Looking at Trump’s Numbers

Mostly stability.

“#UNGA” by The White House is in the Public Domain

Here’s a look at 538’s approval/disapproval tracker of Trump:

Note that if you look at likely/registered voters the gap is 54.1 to 42.3 (and is 54.2 to 40.9 for just polls of adults).

Overall, as I have noted from time, we see some remarkable stability here. His approval has always been sub-50% and its high water mark was in April of this year at 45.8% (his Covid-19 bump during that extremely brief period where it seemed to some that maybe, just maybe he might exert an iota of leadership). His previous high was 45.5% just as he was inaugurated.

The overall range has been 36.5% to 45.8%, but eyeballing the average would suggest the low 40s.

Indeed, if one just looks at the last month it looks like a dramatic turn, but in looking at the overall trend, I think we are just seeing regression to the mean. The aberration was the brief uptick to almost 46% and the move to the lower 40s is just back to “normal.”

So we see here general stability of partisan position in the aggregate, as I have argued, but some shifts at the margins (keeping mind that most shifts that look dramatic on the graph are still single-digit moves).

The main thing to keep in mind, however, is that the ultimate choice in November is still going to be R v. D and no matter how bad Trump is, many Republican voters will convince themselves that the Democratic option is still worse.

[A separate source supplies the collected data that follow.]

//! In-memory fakes for tests.
//!
//! Compiled for this crate's tests and for downstream crates that enable the
//! `testing` feature.

use std::collections::HashMap;
use std::sync::Mutex;
use std::sync::atomic::{AtomicBool, AtomicUsize, Ordering};
use std::time::Duration;

use async_trait::async_trait;
use time::OffsetDateTime;

use crate::activity::{ActivityError, MessageChannel};
use crate::error::{AuthError, AuthResult};
use crate::session::SessionRecord;
use crate::storage::{
    CacheError, CacheResult, SessionCache, SessionSource, User, UserDirectory, UserPage,
    UserQuery, UserStats, UserStatus,
};
use crate::token::AccessTokenClaims;

/// A usable session created an hour before `now` and expiring an hour after it.
#[must_use]
pub fn session(session_id: &str, user_id: &str, now: OffsetDateTime) -> SessionRecord {
    SessionRecord {
        session_id: session_id.to_string(),
        user_id: user_id.to_string(),
        is_active: true,
        expires_at: now + time::Duration::hours(1),
        created_at: now - time::Duration::hours(1),
        logout_at: None,
        last_active_at: now,
    }
}

// =============================================================================
// Cache
// =============================================================================

/// Cache fake without TTL enforcement.
#[derive(Default)]
pub struct InMemoryCache {
    entries: Mutex<HashMap<String, (Vec<u8>, Duration)>>,
    failing: AtomicBool,
}

impl InMemoryCache {
    /// Stores a record as the resolver would.
    pub fn insert(&self, key: &str, record: &SessionRecord) {
        let body = serde_json::to_vec(record).unwrap_or_default();
        self.insert_raw(key, body);
    }

    /// Stores arbitrary bytes.
    pub fn insert_raw(&self, key: &str, body: Vec<u8>) {
        if let Ok(mut entries) = self.entries.lock() {
            entries.insert(key.to_string(), (body, Duration::from_secs(60)));
        }
    }

    /// Returns `true` if `key` is present.
    pub fn contains(&self, key: &str) -> bool {
        self.entries
            .lock()
            .map(|entries| entries.contains_key(key))
            .unwrap_or(false)
    }

    /// TTL recorded by the last write to `key`.
    pub fn ttl_of(&self, key: &str) -> Option<Duration> {
        self.entries.lock().ok()?.get(key).map(|(_, ttl)| *ttl)
    }

    /// Makes every subsequent call fail.
    pub fn set_failing(&self, failing: bool) {
        self.failing.store(failing, Ordering::SeqCst);
    }
}

#[async_trait]
impl SessionCache for InMemoryCache {
    async fn get(&self, key: &str) -> CacheResult<Option<Vec<u8>>> {
        if self.failing.load(Ordering::SeqCst) {
            return Err(CacheError::Unavailable("cache is down".to_string()));
        }
        let entries = self
            .entries
            .lock()
            .map_err(|e| CacheError::Command(e.to_string()))?;
        Ok(entries.get(key).map(|(body, _)| body.clone()))
    }

    async fn set(&self, key: &str, value: Vec<u8>, ttl: Duration) -> CacheResult<()> {
        if self.failing.load(Ordering::SeqCst) {
            return Err(CacheError::Unavailable("cache is down".to_string()));
        }
        let mut entries = self
            .entries
            .lock()
            .map_err(|e| CacheError::Command(e.to_string()))?;
        entries.insert(key.to_string(), (value, ttl));
        Ok(())
    }
}

// =============================================================================
// Session Source
// =============================================================================

/// Authoritative source fake with call counters.
#[derive(Default)]
pub struct InMemorySessionSource {
    sessions: Mutex<HashMap<String, SessionRecord>>,
    failure: Mutex<Option<String>>,
    delay: Mutex<Option<Duration>>,
    find_calls: AtomicUsize,
    activity_calls: AtomicUsize,
}

impl InMemorySessionSource {
    /// Adds or replaces a session.
    pub fn insert(&self, record: SessionRecord) {
        if let Ok(mut sessions) = self.sessions.lock() {
            sessions.insert(record.session_id.clone(), record);
        }
    }

    /// Current stored copy of a session.
    pub fn get(&self, session_id: &str) -> Option<SessionRecord> {
        self.sessions.lock().ok()?.get(session_id).cloned()
    }

    /// Makes `find_by_id` fail with `message`.
    pub fn fail_with(&self, message: &str) {
        if let Ok(mut failure) = self.failure.lock() {
            *failure = Some(message.to_string());
        }
    }

    /// Makes `find_by_id` sleep before answering.
    pub fn delay_by(&self, delay: Duration) {
        if let Ok(mut slot) = self.delay.lock() {
            *slot = Some(delay);
        }
    }

    /// Number of `find_by_id` calls so far.
    pub fn find_calls(&self) -> usize {
        self.find_calls.load(Ordering::SeqCst)
    }

    /// Number of `update_activity` calls so far.
    pub fn activity_calls(&self) -> usize {
        self.activity_calls.load(Ordering::SeqCst)
    }
}

#[async_trait]
impl SessionSource for InMemorySessionSource {
    async fn find_by_id(&self, session_id: &str) -> AuthResult<Option<SessionRecord>> {
        self.find_calls.fetch_add(1, Ordering::SeqCst);

        let delay = self.delay.lock().ok().and_then(|d| *d);
        if let Some(delay) = delay {
            tokio::time::sleep(delay).await;
        }

        let failure = self.failure.lock().ok().and_then(|f| f.clone());
        if let Some(message) = failure {
            return Err(AuthError::storage(message));
        }

        Ok(self.get(session_id))
    }

    async fn update_activity(&self, session_id: &str, at: OffsetDateTime) -> AuthResult<()> {
        self.activity_calls.fetch_add(1, Ordering::SeqCst);
        if let Ok(mut sessions) = self.sessions.lock() {
            if let Some(record) = sessions.get_mut(session_id) {
                record.last_active_at = at;
            }
        }
        Ok(())
    }

    fn kind(&self) -> &'static str {
        "memory"
    }
}

// =============================================================================
// Message Channel
// =============================================================================

/// Channel fake that records messages, or fails every publish.
#[derive(Default)]
pub struct RecordingChannel {
    messages: Mutex<Vec<(String, String, Vec<u8>)>>,
    failing: AtomicBool,
}

impl RecordingChannel {
    /// A channel whose every publish fails.
    #[must_use]
    pub fn failing() -> Self {
        let channel = Self::default();
        channel.failing.store(true, Ordering::SeqCst);
        channel
    }

    /// Published bodies, decoded as JSON.
    pub fn bodies(&self) -> Vec<serde_json::Value> {
        self.messages
            .lock()
            .map(|messages| {
                messages
                    .iter()
                    .filter_map(|(_, _, body)| serde_json::from_slice(body).ok())
                    .collect()
            })
            .unwrap_or_default()
    }
}

#[async_trait]
impl MessageChannel for RecordingChannel {
    async fn publish(
        &self,
        exchange: &str,
        routing_key: &str,
        body: Vec<u8>,
    ) -> Result<(), ActivityError> {
        if self.failing.load(Ordering::SeqCst) {
            return Err(ActivityError::channel("broker unreachable"));
        }
        if let Ok(mut messages) = self.messages.lock() {
            messages.push((exchange.to_string(), routing_key.to_string(), body));
        }
        Ok(())
    }
}

// =============================================================================
// Credentials
// =============================================================================

/// Signs an HS256 credential for `user_id`/`session_id` valid for ten minutes.
pub fn sign_token(
    secret: &str,
    user_id: &str,
    session_id: &str,
    role: &str,
    token_type: &str,
) -> String {
    let now = OffsetDateTime::now_utc().unix_timestamp();
    let claims = AccessTokenClaims {
        user_id: user_id.to_string(),
        session_id: session_id.to_string(),
        email: format!("{user_id}@example.com"),
        role: role.to_string(),
        token_type: token_type.to_string(),
        sub: None,
        exp: now + 600,
        iat: Some(now),
    };
    jsonwebtoken::encode(
        &jsonwebtoken::Header::default(),
        &claims,
        &jsonwebtoken::EncodingKey::from_secret(secret.as_bytes()),
    )
    .expect("HS256 signing with a byte secret cannot fail")
}

// =============================================================================
// User Directory
// =============================================================================

/// Builds an active user with the given role.
pub fn user(id: &str, role: &str, now: OffsetDateTime) -> User {
    User {
        id: id.to_string(),
        first_name: "Test".to_string(),
        last_name: id.to_string(),
        email: format!("{id}@example.com"),
        phone: None,
        role: role.to_string(),
        status: UserStatus::Active,
        is_email_verified: true,
        last_login_at: None,
        last_active_at: None,
        created_at: now,
        updated_at: now,
    }
}

/// Directory fake over a vector of users. Ignores ordering and search.
#[derive(Default)]
pub struct InMemoryUserDirectory {
    users: Mutex<Vec<User>>,
    stats_calls: AtomicUsize,
    failing: AtomicBool,
}

impl InMemoryUserDirectory {
    /// Adds a user.
    pub fn insert(&self, user: User) {
        if let Ok(mut users) = self.users.lock() {
            users.push(user);
        }
    }

    /// Current status of a stored user.
    pub fn status_of(&self, id: &str) -> Option<UserStatus> {
        self.users
            .lock()
            .ok()
            .and_then(|users| users.iter().find(|u| u.id == id).map(|u| u.status))
    }

    /// Number of times statistics were computed.
    pub fn stats_calls(&self) -> usize {
        self.stats_calls.load(Ordering::SeqCst)
    }

    /// Makes every call fail with a storage error.
    pub fn set_failing(&self, failing: bool) {
        self.failing.store(failing, Ordering::SeqCst);
    }

    fn check(&self) -> AuthResult<()> {
        if self.failing.load(Ordering::SeqCst) {
            return Err(AuthError::storage("directory offline"));
        }
        Ok(())
    }

    fn snapshot(&self) -> Vec<User> {
        self.users.lock().map(|u| u.clone()).unwrap_or_default()
    }
}

#[async_trait]
impl UserDirectory for InMemoryUserDirectory {
    async fn list(&self, query: &UserQuery) -> AuthResult<UserPage> {
        self.check()?;
        let matching: Vec<User> = self
            .snapshot()
            .into_iter()
            .filter(|u| query.role.as_deref().is_none_or(|r| u.role == r))
            .filter(|u| query.status.is_none_or(|s| u.status == s))
            .collect();
        let total = i64::try_from(matching.len()).unwrap_or(i64::MAX);
        let offset = usize::try_from(query.offset()).unwrap_or(usize::MAX);
        let users = matching
            .into_iter()
            .skip(offset)
            .take(query.limit as usize)
            .collect();
        Ok(UserPage::new(users, total, query))
    }

    async fn stats(&self) -> AuthResult<UserStats> {
        self.check()?;
        self.stats_calls.fetch_add(1, Ordering::SeqCst);
        let users = self.snapshot();
        let count = |pred: fn(&User) -> bool| {
            i64::try_from(users.iter().filter(|u| pred(u)).count()).unwrap_or(i64::MAX)
        };
        Ok(UserStats {
            total: count(|_| true),
            active: count(|u| u.status == UserStatus::Active),
            inactive: count(|u| u.status == UserStatus::Inactive),
            suspended: count(|u| u.status == UserStatus::Suspended),
            specialists: count(|u| u.role == crate::storage::user::roles::EXECUTOR),
            clients: count(|u| u.role == crate::storage::user::roles::CLIENT),
            new_this_month: count(|_| true),
            growth: Default::default(),
        })
    }

    async fn set_status(&self, user_id: &str, status: UserStatus) -> AuthResult<Option<User>> {
        self.check()?;
        let mut users = self
            .users
            .lock()
            .map_err(|_| AuthError::internal("user directory lock poisoned"))?;
        Ok(users.iter_mut().find(|u| u.id == user_id).map(|u| {
            u.status = status;
            u.updated_at = OffsetDateTime::now_utc();
            u.clone()
        }))
    }
}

Hooray for binary choices in the polarized times.

FILED UNDER: Campaign 2020, Donald Trump, US Politics
Steven L. Taylor
About Steven L. Taylor
Steven L. Taylor is a Professor of Political Science and a College of Arts and Sciences Dean. His main areas of expertise include parties, elections, and the institutional design of democracies. His most recent book is the co-authored A Different Democracy: American Government in a 31-Country Perspective. He earned his Ph.D. from the University of Texas and his BA from the University of California, Irvine. He has been blogging since 2003 (originally at the now defunct Poliblog). Follow Steven on Twitter

Comments

  1. CSK says:

    If Trump wins in November, that means he’s free to do whatever he likes, for the next four years, with little to no restraint. Whatever. He. Likes. Those who now regard Trump as appalling, but the lesser of two evils, might want to give some consideration to that.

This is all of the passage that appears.